G.R. No. 170087 August 31, 2006
ANGELINA FRANCISCO, Petitioner,
NATIONAL LABOR RELATIONS COMMISSION, KASEI CORPORATION, SEIICHIRO TAKAHASHI, TIMOTEO ACEDO, DELFIN LIZA, IRENE BALLESTEROS, TRINIDAD LIZA and RAMON ESCUETA, Respondents.
D E C I S I O N
This petition for review on certiorari under Rule 45 of the Rules of Court seeks to annul and set aside the Decision and Resolution of the Court of Appeals dated October 29, 2004
1 and October 7, 2005,
2 respectively, in CA-G.R. SP No. 78515 dismissing the complaint for constructive dismissal filed by herein petitioner Angelina Francisco. The appellate court reversed and set aside the Decision of the National Labor Relations Commission (NLRC) dated April 15, 2003,
3 in NLRC NCR CA No. 032766-02 which affirmed with modification the decision of the Labor Arbiter dated July 31, 2002,
4 in NLRC-NCR Case No. 30-10-0-489-01, finding that private respondents were liable for constructive dismissal.

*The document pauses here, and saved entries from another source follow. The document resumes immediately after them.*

//! Feature annotations: typed location segments plus qualifiers.
//!
//! Coordinates are 0-based and half-open. A [`Location`] is never empty and
//! every [`Segment`] satisfies `start < end`; transforms that would violate
//! either drop the segment (or the whole feature) instead.

use indexmap::IndexMap;

use seqmill_core::{Result, SeqmillError};

/// Strand orientation.
#[derive(Debug, Clone, Copy, PartialEq, Eq, Hash)]
#[cfg_attr(feature = "serde", derive(serde::Serialize, serde::Deserialize))]
pub enum Strand {
    Forward,
    Reverse,
}

impl Strand {
    /// The opposite strand.
    pub fn flip(self) -> Strand {
        match self {
            Strand::Forward => Strand::Reverse,
            Strand::Reverse => Strand::Forward,
        }
    }
}

/// A contiguous stretch `[start, end)` on one strand.
#[derive(Debug, Clone, Copy, PartialEq, Eq, Hash)]
#[cfg_attr(feature = "serde", derive(serde::Serialize, serde::Deserialize))]
#[cfg_attr(feature = "serde", serde(try_from = "RawSegment"))]
pub struct Segment {
    start: usize,
    end: usize,
    strand: Strand,
}

impl Segment {
    /// Create a segment, failing with a range error unless `start < end`.
    pub fn new(start: usize, end: usize, strand: Strand) -> Result<Self> {
        Self::try_new(start, end, strand).ok_or_else(|| {
            SeqmillError::Range(format!("segment end {end} must exceed start {start}"))
        })
    }

    /// Create a segment, returning `None` when it would be empty.
    pub fn try_new(start: usize, end: usize, strand: Strand) -> Option<Self> {
        (start < end).then_some(Self { start, end, strand })
    }

    pub fn start(&self) -> usize {
        self.start
    }

    pub fn end(&self) -> usize {
        self.end
    }

    pub fn strand(&self) -> Strand {
        self.strand
    }

    #[allow(clippy::len_without_is_empty)]
    pub fn len(&self) -> usize {
        self.end - self.start
    }

    /// Intersect with `[lo, hi)`.
    pub fn clip(&self, lo: usize, hi: usize) -> Option<Segment> {
        Segment::try_new(self.start.max(lo), self.end.min(hi), self.strand)
    }

    /// Move the segment `delta` positions to the right.
    pub fn shifted_right(&self, delta: usize) -> Segment {
        Segment {
            start: self.start + delta,
            end: self.end + delta,
            strand: self.strand,
        }
    }

    /// Move the segment `delta` positions to the left, clipping at zero.
    pub fn shifted_left(&self, delta: usize) -> Option<Segment> {
        Segment::try_new(
            self.start.saturating_sub(delta),
            self.end.saturating_sub(delta),
            self.strand,
        )
    }

    /// Mirror onto the reverse strand of a sequence of length `len`.
    ///
    /// The segment must lie within `[0, len)`.
    pub fn mirrored(&self, len: usize) -> Segment {
        Segment {
            start: len - self.end,
            end: len - self.start,
            strand: self.strand.flip(),
        }
    }
}

// Deserialized values go through the same checks as the constructors.

#[cfg(feature = "serde")]
#[derive(serde::Deserialize)]
struct RawSegment {
    start: usize,
    end: usize,
    strand: Strand,
}

#[cfg(feature = "serde")]
impl TryFrom<RawSegment> for Segment {
    type Error = SeqmillError;

    fn try_from(raw: RawSegment) -> Result<Self> {
        Segment::new(raw.start, raw.end, raw.strand)
    }
}

#[cfg(feature = "serde")]
#[derive(serde::Deserialize)]
struct RawLocation {
    segments: Vec<Segment>,
}

#[cfg(feature = "serde")]
impl TryFrom<RawLocation> for Location {
    type Error = SeqmillError;

    fn try_from(raw: RawLocation) -> Result<Self> {
        Location::new(raw.segments)
    }
}

/// An ordered, non-empty list of segments.
#[derive(Debug, Clone, PartialEq, Eq, Hash)]
#[cfg_attr(feature = "serde", derive(serde::Serialize, serde::Deserialize))]
#[cfg_attr(feature = "serde", serde(try_from = "RawLocation"))]
pub struct Location {
    segments: Vec<Segment>,
}

impl Location {
    /// Build a location, failing with a range error when `segments` is empty.
    pub fn new(segments: Vec<Segment>) -> Result<Self> {
        Self::from_segments(segments)
            .ok_or_else(|| SeqmillError::Range("location must have at least one segment".into()))
    }

    /// Build a location, returning `None` when `segments` is empty.
    pub fn from_segments(segments: Vec<Segment>) -> Option<Self> {
        (!segments.is_empty()).then_some(Self { segments })
    }

    /// A single-segment location.
    pub fn single(start: usize, end: usize, strand: Strand) -> Result<Self> {
        Ok(Self {
            segments: vec![Segment::new(start, end, strand)?],
        })
    }

    pub fn segments(&self) -> &[Segment] {
        &self.segments
    }

    /// Start of the first segment.
    pub fn start(&self) -> usize {
        self.segments[0].start
    }

    /// Largest end coordinate over all segments.
    pub fn max_end(&self) -> usize {
        self.segments.iter().map(|s| s.end).max().unwrap_or(0)
    }

    /// Whether every segment is on the reverse strand.
    pub fn is_reverse(&self) -> bool {
        self.segments.iter().all(|s| s.strand == Strand::Reverse)
    }

    /// Apply `f` to every segment independently, dropping segments for which
    /// it returns `None`. Returns `None` when nothing survives.
    pub fn map_segments<F>(&self, f: F) -> Option<Location>
    where
        F: FnMut(&Segment) -> Option<Segment>,
    {
        Location::from_segments(self.segments.iter().filter_map(f).collect())
    }

    /// Mirror onto the reverse strand of a sequence of length `len`; segment
    /// order is reversed so that it still follows the direction of reading.
    pub fn mirrored(&self, len: usize) -> Location {
        Location {
            segments: self.segments.iter().rev().map(|s| s.mirrored(len)).collect(),
        }
    }
}

/// Insertion-ordered qualifier map; every key holds an ordered list of values
/// (empty for flag qualifiers such as `/pseudo`).
pub type Qualifiers = IndexMap<String, Vec<String>>;

/// An annotation attached to a sequence record.
#[derive(Debug, Clone, PartialEq, Eq)]
#[cfg_attr(feature = "serde", derive(serde::Serialize, serde::Deserialize))]
pub struct Feature {
    /// Feature type (e.g. "gene", "CDS", "mRNA").
    pub feature_type: String,
    /// Where the feature lies on the owning sequence.
    pub location: Location,
    /// Qualifier key to values.
    pub qualifiers: Qualifiers,
}

impl Feature {
    pub fn new(feature_type: impl Into<String>, location: Location) -> Self {
        Self {
            feature_type: feature_type.into(),
            location,
            qualifiers: Qualifiers::new(),
        }
    }

    /// Append a value to a qualifier, creating the key if needed.
    pub fn with_qualifier(mut self, key: impl Into<String>, value: impl Into<String>) -> Self {
        self.add_qualifier(key, value);
        self
    }

    pub fn add_qualifier(&mut self, key: impl Into<String>, value: impl Into<String>) {
        self.qualifiers.entry(key.into()).or_default().push(value.into());
    }

    /// Add a valueless flag qualifier.
    pub fn add_flag(&mut self, key: impl Into<String>) {
        self.qualifiers.entry(key.into()).or_default();
    }

    /// Values of a qualifier, if present.
    pub fn qualifier(&self, key: &str) -> Option<&[String]> {
        self.qualifiers.get(key).map(Vec::as_slice)
    }

    /// Same feature with its location transformed segment by segment.
    /// `None` when no segment survives.
    pub fn remapped<F>(&self, f: F) -> Option<Feature>
    where
        F: FnMut(&Segment) -> Option<Segment>,
    {
        self.location.map_segments(f).map(|location| Feature {
            feature_type: self.feature_type.clone(),
            location,
            qualifiers: self.qualifiers.clone(),
        })
    }
}

#[cfg(test)]
mod tests {
    use super::*;

    #[cfg(feature = "serde")]
    #[test]
    fn deserialized_locations_are_checked() {
        let location = Location::single(2, 9, Strand::Reverse).unwrap();
        let json = serde_json::to_string(&location).unwrap();
        let back: Location = serde_json::from_str(&json).unwrap();
        assert_eq!(back, location);
        assert_eq!(back.start(), 2);

        assert!(serde_json::from_str::<Location>(r#"{"segments":[]}"#).is_err());
        assert!(serde_json::from_str::<Segment>(
            r#"{"start":5,"end":5,"strand":"Forward"}"#
        )
        .is_err());
    }

    #[test]
    fn segment_requires_positive_length() {
        assert!(Segment::new(5, 5, Strand::Forward).is_err());
        assert!(Segment::new(6, 5, Strand::Forward).is_err());
        assert_eq!(Segment::new(0, 9, Strand::Forward).unwrap().len(), 9);
    }

    #[test]
    fn location_requires_segments() {
        assert!(Location::new(Vec::new()).is_err());
    }

    #[test]
    fn clip_and_shift() {
        let seg = Segment::new(10, 20, Strand::Forward).unwrap();
        assert_eq!(seg.clip(15, 100).unwrap().start(), 15);
        assert!(seg.clip(20, 30).is_none());
        assert_eq!(seg.shifted_left(12).unwrap().start(), 0);
        assert_eq!(seg.shifted_left(12).unwrap().end(), 8);
        assert!(seg.shifted_left(25).is_none());
        assert_eq!(seg.shifted_right(5).end(), 25);
    }

    #[test]
    fn mirrored_flips_strand_and_order() {
        let loc = Location::new(vec![
            Segment::new(0, 3, Strand::Forward).unwrap(),
            Segment::new(6, 9, Strand::Forward).unwrap(),
        ])
        .unwrap();
        let rc = loc.mirrored(10);
        assert_eq!(rc.segments()[0], Segment::new(1, 4, Strand::Reverse).unwrap());
        assert_eq!(rc.segments()[1], Segment::new(7, 10, Strand::Reverse).unwrap());
        assert_eq!(rc.mirrored(10), loc);
    }

    #[test]
    fn remap_drops_dead_segments() {
        let feat = Feature::new(
            "CDS",
            Location::new(vec![
                Segment::new(0, 3, Strand::Forward).unwrap(),
                Segment::new(6, 9, Strand::Forward).unwrap(),
            ])
            .unwrap(),
        )
        .with_qualifier("gene", "panx1");
        let kept = feat.remapped(|s| s.clip(5, 100)).unwrap();
        assert_eq!(kept.location.segments().len(), 1);
        assert_eq!(kept.qualifier("gene").unwrap(), ["panx1".to_string()]);
        assert!(feat.remapped(|s| s.clip(50, 100)).is_none());
    }

    #[test]
    fn multi_valued_qualifiers_keep_order() {
        let mut feat = Feature::new("gene", Location::single(0, 4, Strand::Forward).unwrap());
        feat.add_qualifier("note", "first");
        feat.add_qualifier("db_xref", "x");
        feat.add_qualifier("note", "second");
        feat.add_flag("pseudo");
        let keys: Vec<&String> = feat.qualifiers.keys().collect();
        assert_eq!(keys, ["note", "db_xref", "pseudo"]);
        assert_eq!(feat.qualifier("note").unwrap(), ["first", "second"]);
        assert!(feat.qualifier("pseudo").unwrap().is_empty());
    }
}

In 1995, petitioner was hired by Kasei Corporation during its incorporation stage. She was designated as Accountant and Corporate Secretary and was assigned to handle all the accounting needs of the company. She was also designated as Liaison Officer to the City of Makati to secure business permits, construction permits and other licenses for the initial operation of the company.
Although she was designated as Corporate Secretary, she was not entrusted with the corporate documents; neither did she attend any board meeting nor required to do so. She never prepared any legal document and never represented the company as its Corporate Secretary. However, on some occasions, she was prevailed upon to sign documentation for the company.
In 1996, petitioner was designated Acting Manager. The corporation also hired Gerry Nino as accountant in lieu of petitioner. As Acting Manager, petitioner was assigned to handle recruitment of all employees and perform management administration functions; represent the company in all dealings with government agencies, especially with the Bureau of Internal Revenue (BIR), Social Security System (SSS) and in the city government of Makati; and to administer all other matters pertaining to the operation of Kasei Restaurant which is owned and operated by Kasei Corporation.
For five years, petitioner performed the duties of Acting Manager. As of December 31, 2000 her salary was P27,500.00 plus P3,000.00 housing allowance and a 10% share in the profit of Kasei Corporation.
In January 2001, petitioner was replaced by Liza R. Fuentes as Manager. Petitioner alleged that she was required to sign a prepared resolution for her replacement but she was assured that she would still be connected with Kasei Corporation. Timoteo Acedo, the designated Treasurer, convened a meeting of all employees of Kasei Corporation and announced that nothing had changed and that petitioner was still connected with Kasei Corporation as Technical Assistant to Seiji Kamura and in charge of all BIR matters.
Thereafter, Kasei Corporation reduced her salary by P2,500.00 a month beginning January up to September 2001 for a total reduction of P22,500.00 as of September 2001. Petitioner was not paid her mid-year bonus allegedly because the company was not earning well. On October 2001, petitioner did not receive her salary from the company. She made repeated follow-ups with the company cashier but she was advised that the company was not earning well.
On October 15, 2001, petitioner asked for her salary from Acedo and the rest of the officers but she was informed that she is no longer connected with the company.
Since she was no longer paid her salary, petitioner did not report for work and filed an action for constructive dismissal before the labor arbiter.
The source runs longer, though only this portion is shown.